ABOUT THIS EXERCISE -> What is needed is a verbatim copy of all the records.

[Stored data entries]
- Opening Delimiter -

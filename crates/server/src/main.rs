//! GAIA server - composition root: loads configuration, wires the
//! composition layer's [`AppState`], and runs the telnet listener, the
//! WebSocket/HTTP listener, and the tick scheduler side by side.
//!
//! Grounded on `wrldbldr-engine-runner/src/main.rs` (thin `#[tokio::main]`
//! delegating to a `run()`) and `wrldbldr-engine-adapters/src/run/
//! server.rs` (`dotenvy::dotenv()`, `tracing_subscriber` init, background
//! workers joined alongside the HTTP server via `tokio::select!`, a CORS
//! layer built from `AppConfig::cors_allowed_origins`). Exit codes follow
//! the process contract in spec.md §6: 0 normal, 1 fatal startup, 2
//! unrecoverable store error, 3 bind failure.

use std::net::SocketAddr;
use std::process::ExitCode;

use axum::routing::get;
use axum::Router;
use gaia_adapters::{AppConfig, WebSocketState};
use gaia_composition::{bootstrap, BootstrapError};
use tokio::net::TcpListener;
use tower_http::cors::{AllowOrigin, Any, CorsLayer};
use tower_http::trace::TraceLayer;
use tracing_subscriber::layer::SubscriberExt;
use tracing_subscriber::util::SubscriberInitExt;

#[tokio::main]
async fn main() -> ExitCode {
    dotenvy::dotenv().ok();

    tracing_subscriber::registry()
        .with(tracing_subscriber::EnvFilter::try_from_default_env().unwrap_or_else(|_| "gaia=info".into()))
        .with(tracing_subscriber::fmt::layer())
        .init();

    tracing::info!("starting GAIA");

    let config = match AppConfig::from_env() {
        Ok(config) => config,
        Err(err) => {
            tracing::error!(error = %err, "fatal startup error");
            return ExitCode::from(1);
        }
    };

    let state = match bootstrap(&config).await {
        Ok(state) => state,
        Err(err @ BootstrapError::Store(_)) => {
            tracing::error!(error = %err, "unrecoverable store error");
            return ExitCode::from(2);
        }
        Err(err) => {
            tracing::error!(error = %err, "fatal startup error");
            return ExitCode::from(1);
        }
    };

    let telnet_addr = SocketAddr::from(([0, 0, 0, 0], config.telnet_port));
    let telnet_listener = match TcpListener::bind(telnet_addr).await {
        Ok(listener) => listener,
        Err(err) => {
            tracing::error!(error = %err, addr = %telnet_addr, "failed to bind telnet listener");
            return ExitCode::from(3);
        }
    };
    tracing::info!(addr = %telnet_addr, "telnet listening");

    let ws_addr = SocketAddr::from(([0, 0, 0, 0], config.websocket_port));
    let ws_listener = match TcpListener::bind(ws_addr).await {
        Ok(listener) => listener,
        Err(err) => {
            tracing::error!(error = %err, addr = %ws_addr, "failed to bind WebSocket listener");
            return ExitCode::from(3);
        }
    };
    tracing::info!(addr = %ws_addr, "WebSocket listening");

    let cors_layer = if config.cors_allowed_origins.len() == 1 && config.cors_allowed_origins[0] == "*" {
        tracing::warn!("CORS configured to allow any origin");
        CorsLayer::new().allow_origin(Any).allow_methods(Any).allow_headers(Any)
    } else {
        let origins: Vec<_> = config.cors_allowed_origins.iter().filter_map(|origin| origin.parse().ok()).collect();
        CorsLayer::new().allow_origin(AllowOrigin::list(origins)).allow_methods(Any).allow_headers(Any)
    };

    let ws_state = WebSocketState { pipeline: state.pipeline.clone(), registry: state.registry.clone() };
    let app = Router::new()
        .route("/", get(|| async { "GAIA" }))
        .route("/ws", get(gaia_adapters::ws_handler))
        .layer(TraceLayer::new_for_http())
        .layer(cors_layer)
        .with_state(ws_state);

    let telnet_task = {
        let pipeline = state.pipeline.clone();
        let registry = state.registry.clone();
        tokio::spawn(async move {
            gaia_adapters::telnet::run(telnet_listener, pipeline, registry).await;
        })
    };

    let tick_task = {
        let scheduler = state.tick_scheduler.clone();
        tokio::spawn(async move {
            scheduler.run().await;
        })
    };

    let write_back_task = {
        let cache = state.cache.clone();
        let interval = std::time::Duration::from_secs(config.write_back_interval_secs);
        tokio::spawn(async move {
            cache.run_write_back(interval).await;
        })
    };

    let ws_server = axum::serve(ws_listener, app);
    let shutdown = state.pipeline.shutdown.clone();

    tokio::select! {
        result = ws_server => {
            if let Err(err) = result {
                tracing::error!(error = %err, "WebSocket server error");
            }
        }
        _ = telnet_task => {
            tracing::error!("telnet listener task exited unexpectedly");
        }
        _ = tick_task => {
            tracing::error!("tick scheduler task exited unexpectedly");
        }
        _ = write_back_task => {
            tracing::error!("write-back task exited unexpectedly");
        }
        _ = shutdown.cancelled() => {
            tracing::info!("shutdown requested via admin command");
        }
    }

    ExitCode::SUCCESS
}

- Closing Delimiter -

OUTPUT BELOW ->
filename crates/server/src/main.rs
//! GAIA server - composition root: loads configuration, wires the
//! composition layer's [`AppState`], and runs the telnet listener, the
//! WebSocket/HTTP listener, and the tick scheduler side by side.
//!
//! Grounded on `wrldbldr-engine-runner/src/main.rs` (thin `#[tokio::main]`
//! delegating to a `run()`) and `wrldbldr-engine-adapters/src/run/
//! server.rs` (`dotenvy::dotenv()`, `tracing_subscriber` init, background
//! workers joined alongside the HTTP server via `tokio::select!`, a CORS
//! layer built from `AppConfig::cors_allowed_origins`). Exit codes follow
//! the process contract in spec.md §6: 0 normal, 1 fatal startup, 2
//! unrecoverable store error, 3 bind failure.

use std::net::SocketAddr;
use std::process::ExitCode;

use axum::routing::get;
use axum::Router;
use gaia_adapters::{AppConfig, WebSocketState};
use gaia_composition::{bootstrap, BootstrapError};
use tokio::net::TcpListener;
use tower_http::cors::{AllowOrigin, Any, CorsLayer};
use tower_http::trace::TraceLayer;
use tracing_subscriber::layer::SubscriberExt;
use tracing_subscriber::util::SubscriberInitExt;

#[tokio::main]
async fn main() -> ExitCode {
    dotenvy::dotenv().ok();

    tracing_subscriber::registry()
        .with(tracing_subscriber::EnvFilter::try_from_default_env().unwrap_or_else(|_| "gaia=info".into()))
        .with(tracing_subscriber::fmt::layer())
        .init();

    tracing::info!("starting GAIA");

    let config = match AppConfig::from_env() {
        Ok(config) => config,
        Err(err) => {
            tracing::error!(error = %err, "fatal startup error");
            return ExitCode::from(1);
        }
    };

    let state = match bootstrap(&config).await {
        Ok(state) => state,
        Err(err @ BootstrapError::Store(_)) => {
            tracing::error!(error = %err, "unrecoverable store error");
            return ExitCode::from(2);
        }
        Err(err) => {
            tracing::error!(error = %err, "fatal startup error");
            return ExitCode::from(1);
        }
    };

    let telnet_addr = SocketAddr::from(([0, 0, 0, 0], config.telnet_port));
    let telnet_listener = match TcpListener::bind(telnet_addr).await {
        Ok(listener) => listener,
        Err(err) => {
            tracing::error!(error = %err, addr = %telnet_addr, "failed to bind telnet listener");
            return ExitCode::from(3);
        }
    };
    tracing::info!(addr = %telnet_addr, "telnet listening");

    let ws_addr = SocketAddr::from(([0, 0, 0, 0], config.websocket_port));
    let ws_listener = match TcpListener::bind(ws_addr).await {
        Ok(listener) => listener,
        Err(err) => {
            tracing::error!(error = %err, addr = %ws_addr, "failed to bind WebSocket listener");
            return ExitCode::from(3);
        }
    };
    tracing::info!(addr = %ws_addr, "WebSocket listening");

    let cors_layer = if config.cors_allowed_origins.len() == 1 && config.cors_allowed_origins[0] == "*" {
        tracing::warn!("CORS configured to allow any origin");
        CorsLayer::new().allow_origin(Any).allow_methods(Any).allow_headers(Any)
    } else {
        let origins: Vec<_> = config.cors_allowed_origins.iter().filter_map(|origin| origin.parse().ok()).collect();
        CorsLayer::new().allow_origin(AllowOrigin::list(origins)).allow_methods(Any).allow_headers(Any)
    };

    let ws_state = WebSocketState { pipeline: state.pipeline.clone(), registry: state.registry.clone() };
    let app = Router::new()
        .route("/", get(|| async { "GAIA" }))
        .route("/ws", get(gaia_adapters::ws_handler))
        .layer(TraceLayer::new_for_http())
        .layer(cors_layer)
        .with_state(ws_state);

    let telnet_task = {
        let pipeline = state.pipeline.clone();
        let registry = state.registry.clone();
        tokio::spawn(async move {
            gaia_adapters::telnet::run(telnet_listener, pipeline, registry).await;
        })
    };

    let tick_task = {
        let scheduler = state.tick_scheduler.clone();
        tokio::spawn(async move {
            scheduler.run().await;
        })
    };

    let write_back_task = {
        let cache = state.cache.clone();
        let interval = std::time::Duration::from_secs(config.write_back_interval_secs);
        tokio::spawn(async move {
            cache.run_write_back(interval).await;
        })
    };

    let ws_server = axum::serve(ws_listener, app);
    let shutdown = state.pipeline.shutdown.clone();

    tokio::select! {
        result = ws_server => {
            if let Err(err) = result {
                tracing::error!(error = %err, "WebSocket server error");
            }
        }
        _ = telnet_task => {
            tracing::error!("telnet listener task exited unexpectedly");
        }
        _ = tick_task => {
            tracing::error!("tick scheduler task exited unexpectedly");
        }
        _ = write_back_task => {
            tracing::error!("write-back task exited unexpectedly");
        }
        _ = shutdown.cancelled() => {
            tracing::info!("shutdown requested via admin command");
        }
    }

    ExitCode::SUCCESS
}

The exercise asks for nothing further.